Along with 4 ratties, I have 4 cats, 2 bunnies, and a Florida Softshell turtle. All my pets were rescues, except for my first rat who was from a pet store. Having said that, I'm never buying another pet store rat. There are too many wonderful animals in need of rescue!


----------



## BlackBirdSeesYou (Nov 4, 2012)

in my entire life, we've had
dogs: casper (my first dog-eskimo spitz) and opie(my current dog-beagle/jack russel)
cats: champa, luna, izzy (stray) , and kitty (left when we got opie)
guinea pigs: skylar and winnie (both died of RI)
hamsters: baby, and two mean robo hamsters i can't recall the name of
rabbit: thumper
rats: francis and rafiki (i only had them for a few but i took them back because they were very skittish and sick) kurt and eddie(my current rats)
lots of betta fish
ferret:marilyn (current pet)

and we've raised a few baby birds.


----------



## LightningWolf (Jun 8, 2012)

Pass animals (I'm including my rats into this btw)

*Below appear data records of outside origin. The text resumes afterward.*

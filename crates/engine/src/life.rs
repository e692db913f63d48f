//! Conway's Game of Life on a torus.
//!
//! Two same-shaped generation buffers; each step writes the inactive one from
//! the active one, then swaps the index.

use rand::rngs::StdRng;
use rand::Rng;

use crate::core::{Effect, EffectError, EffectMetadata, Simulation, SimulationEffect, Surface};
use crate::types::{palette, CellStyle};

const ID: &str = "game-of-life";

pub const LIVE_GLYPH: char = '●';

#[derive(Debug, Clone, Copy, PartialEq)]
pub struct Config {
    /// Chance that a cell starts alive.
    pub init_density: f64,
    pub fps: u32,
}

impl Default for Config {
    fn default() -> Self {
        Self {
            init_density: 0.3,
            fps: 10,
        }
    }
}

#[derive(Debug, Clone)]
pub struct GameOfLife {
    width: usize,
    height: usize,
    buffers: [Vec<bool>; 2],
    active: usize,
    generation: u64,
}

impl GameOfLife {
    /// Random soup with the configured density.
    pub fn random(width: u16, height: u16, config: &Config, rng: &mut StdRng) -> Self {
        let (w, h) = (width as usize, height as usize);
        let cells = (0..w * h)
            .map(|_| rng.random::<f64>() < config.init_density)
            .collect();
        Self::from_cells(w, h, cells)
    }

    /// Grid from text rows; `#` or `●` is alive, anything else dead.
    ///
    /// Rows shorter than the widest row are padded with dead cells.
    pub fn from_rows(rows: &[&str]) -> Self {
        let height = rows.len();
        let width = rows.iter().map(|r| r.chars().count()).max().unwrap_or(0);
        let mut cells = vec![false; width * height];
        for (y, row) in rows.iter().enumerate() {
            for (x, ch) in row.chars().enumerate() {
                cells[y * width + x] = ch == '#' || ch == LIVE_GLYPH;
            }
        }
        Self::from_cells(width, height, cells)
    }

    fn from_cells(width: usize, height: usize, cells: Vec<bool>) -> Self {
        let spare = vec![false; cells.len()];
        Self {
            width,
            height,
            buffers: [cells, spare],
            active: 0,
            generation: 0,
        }
    }

    pub fn width(&self) -> usize {
        self.width
    }

    pub fn height(&self) -> usize {
        self.height
    }

    pub fn generation(&self) -> u64 {
        self.generation
    }

    pub fn cells(&self) -> &[bool] {
        &self.buffers[self.active]
    }

    pub fn is_alive(&self, x: usize, y: usize) -> bool {
        x < self.width && y < self.height && self.cells()[y * self.width + x]
    }

    pub fn live_count(&self) -> usize {
        self.cells().iter().filter(|&&c| c).count()
    }

    /// Live neighbours of `(x, y)` with wrap-around edges.
    pub fn neighbors(&self, x: usize, y: usize) -> u8 {
        let cells = self.cells();
        let mut count = 0;
        for dy in [self.height - 1, 0, 1] {
            for dx in [self.width - 1, 0, 1] {
                if dx == 0 && dy == 0 {
                    continue;
                }
                let nx = (x + dx) % self.width;
                let ny = (y + dy) % self.height;
                count += cells[ny * self.width + nx] as u8;
            }
        }
        count
    }

    /// Advance one generation.
    pub fn step(&mut self) {
        if self.width == 0 || self.height == 0 {
            return;
        }
        let next = 1 - self.active;
        for y in 0..self.height {
            for x in 0..self.width {
                let i = y * self.width + x;
                let n = self.neighbors(x, y);
                let alive = self.buffers[self.active][i];
                self.buffers[next][i] = matches!((alive, n), (true, 2) | (_, 3));
            }
        }
        self.active = next;
        self.generation += 1;
    }
}

impl Simulation for GameOfLife {
    fn update(&mut self, _dt: f64) {
        self.step();
    }

    fn render(&self, surface: &mut dyn Surface) {
        let style = CellStyle::fg(palette::GREEN);
        for (i, &alive) in self.cells().iter().enumerate() {
            if alive {
                let x = (i % self.width) as i32;
                let y = (i / self.width) as i32;
                surface.set_cell(x, y, LIVE_GLYPH, style);
            }
        }
    }

    fn resize(&mut self, width: u16, height: u16) {
        // Keep the overlapping region; new area starts dead.
        let (w, h) = (width as usize, height as usize);
        let mut cells = vec![false; w * h];
        for y in 0..h.min(self.height) {
            for x in 0..w.min(self.width) {
                cells[y * w + x] = self.is_alive(x, y);
            }
        }
        let generation = self.generation;
        *self = Self::from_cells(w, h, cells);
        self.generation = generation;
    }
}

pub fn metadata() -> EffectMetadata {
    EffectMetadata::new(ID, "生命游戏", "Game of Life")
        .description(
            "Conway's Game of Life细胞自动机,随机初始状态",
            "Conway's Game of Life cellular automaton with random initial state",
        )
        .long_description("经典细胞自动机，随机初始状态，边界循环，绿色细胞显示。")
        .tags(&["算法", "自动机", "经典", "模拟"])
}

pub fn effect_with(config: Config) -> SimulationEffect<GameOfLife> {
    SimulationEffect::new(metadata(), config.fps, move |w, h| {
        if w == 0 || h == 0 {
            return Err(EffectError::surface_too_small(w, h, 1, 1));
        }
        Ok(GameOfLife::random(w, h, &config, &mut crate::os_rng()))
    })
}

pub fn effect() -> Box<dyn Effect> {
    Box::new(effect_with(Config::default()))
}

#[cfg(test)]
mod tests {
    use super::*;
    use rand::SeedableRng;

    #[test]
    fn lone_cell_dies_on_small_torus() {
        let mut life = GameOfLife::from_rows(&["...", ".#.", "..."]);
        life.step();
        assert_eq!(life.live_count(), 0);
    }

    #[test]
    fn block_is_fixed_point() {
        let mut life = GameOfLife::from_rows(&["......", ".##...", ".##...", "......"]);
        let before = life.cells().to_vec();
        life.step();
        assert_eq!(life.cells(), before.as_slice());
        life.step();
        assert_eq!(life.cells(), before.as_slice());
    }

    #[test]
    fn blinker_oscillates() {
        let mut life = GameOfLife::from_rows(&[".....", "..#..", "..#..", "..#..", "....."]);
        life.step();
        assert!(life.is_alive(1, 2) && life.is_alive(2, 2) && life.is_alive(3, 2));
        assert_eq!(life.live_count(), 3);
        life.step();
        assert!(life.is_alive(2, 1) && life.is_alive(2, 3));
        assert_eq!(life.generation(), 2);
    }

    #[test]
    fn neighbours_wrap_around_edges() {
        let life = GameOfLife::from_rows(&["#...#", ".....", ".....", "#...#"]);
        assert_eq!(life.neighbors(0, 0), 3);
    }

    #[test]
    fn random_soup_respects_density_bounds() {
        let mut rng = StdRng::seed_from_u64(7);
        let none = GameOfLife::random(20, 10, &Config { init_density: 0.0, fps: 10 }, &mut rng);
        let all = GameOfLife::random(20, 10, &Config { init_density: 1.0, fps: 10 }, &mut rng);
        assert_eq!(none.live_count(), 0);
        assert_eq!(all.live_count(), 200);
    }

    #[test]
    fn resize_keeps_overlap() {
        let mut life = GameOfLife::from_rows(&["##", "##"]);
        life.resize(3, 1);
        assert_eq!((life.width(), life.height()), (3, 1));
        assert!(life.is_alive(0, 0) && life.is_alive(1, 0) && !life.is_alive(2, 0));
    }
}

Cats - Fat Back (male orange tabby, lived to I think 15?)
Dogs - Peaches (Female, Blond chow chow. Not sure of age she died at. I was around 3 when she died), Baby (Male, Chow Chow Australian Shepherd mix. I believe died at around 12)
Rabbits - Stripes (Broken Japanese Harlequin/Meat Mutt. Died at 5 years)
Rats - Einstein (Black hooded male, died at 10 months) Charles (Fawn Hooded Male, Died at 20 months) Storm (Black Variberk Dumbo Satin, died at 18 months).
Fish - Multiple Minnows, Crawdads, Goldfish, and 3 Silver Sharks/Baja sharks.

Current animals

Dogs - Pup (Red Retriever/Chocolate lab mix, currently about 12 years old)
Cats - Streaker (Grey Tabby, about 6 years old)
Rats - Soda (Beige Hooded, 21 months), Liam (Black Variberk Dumbo, 6 months), Bentley (Black Self Dumbo, 6 months), and Niko (Black Variberk Dumbo Rex, 6 months) (Liam, Bentley, and Niko are brothers)

We don't tend to keep many animals at once. I've had "more" pets but they were wild animals (well insects and spiders) that I just named and tend to stay around for a while (had a pet wolf spider named Wolfy that actually lived by our house for almost 2 to 3 years)


----------



## ratatattat (Aug 31, 2012)

Oh wow lets see... i will start with the crow we saved. His name was blacky and a cat hurt his wing so we housed him until he got better then we let him free but he still came to visit. He was such a cool creature. We also had a lot of farm animals.. cattle, horses, sheep, goats, pigs bunnies, chickens, ducks, geese, hamsters, dogs, cats, gerbil, parakeets, fish, lizards....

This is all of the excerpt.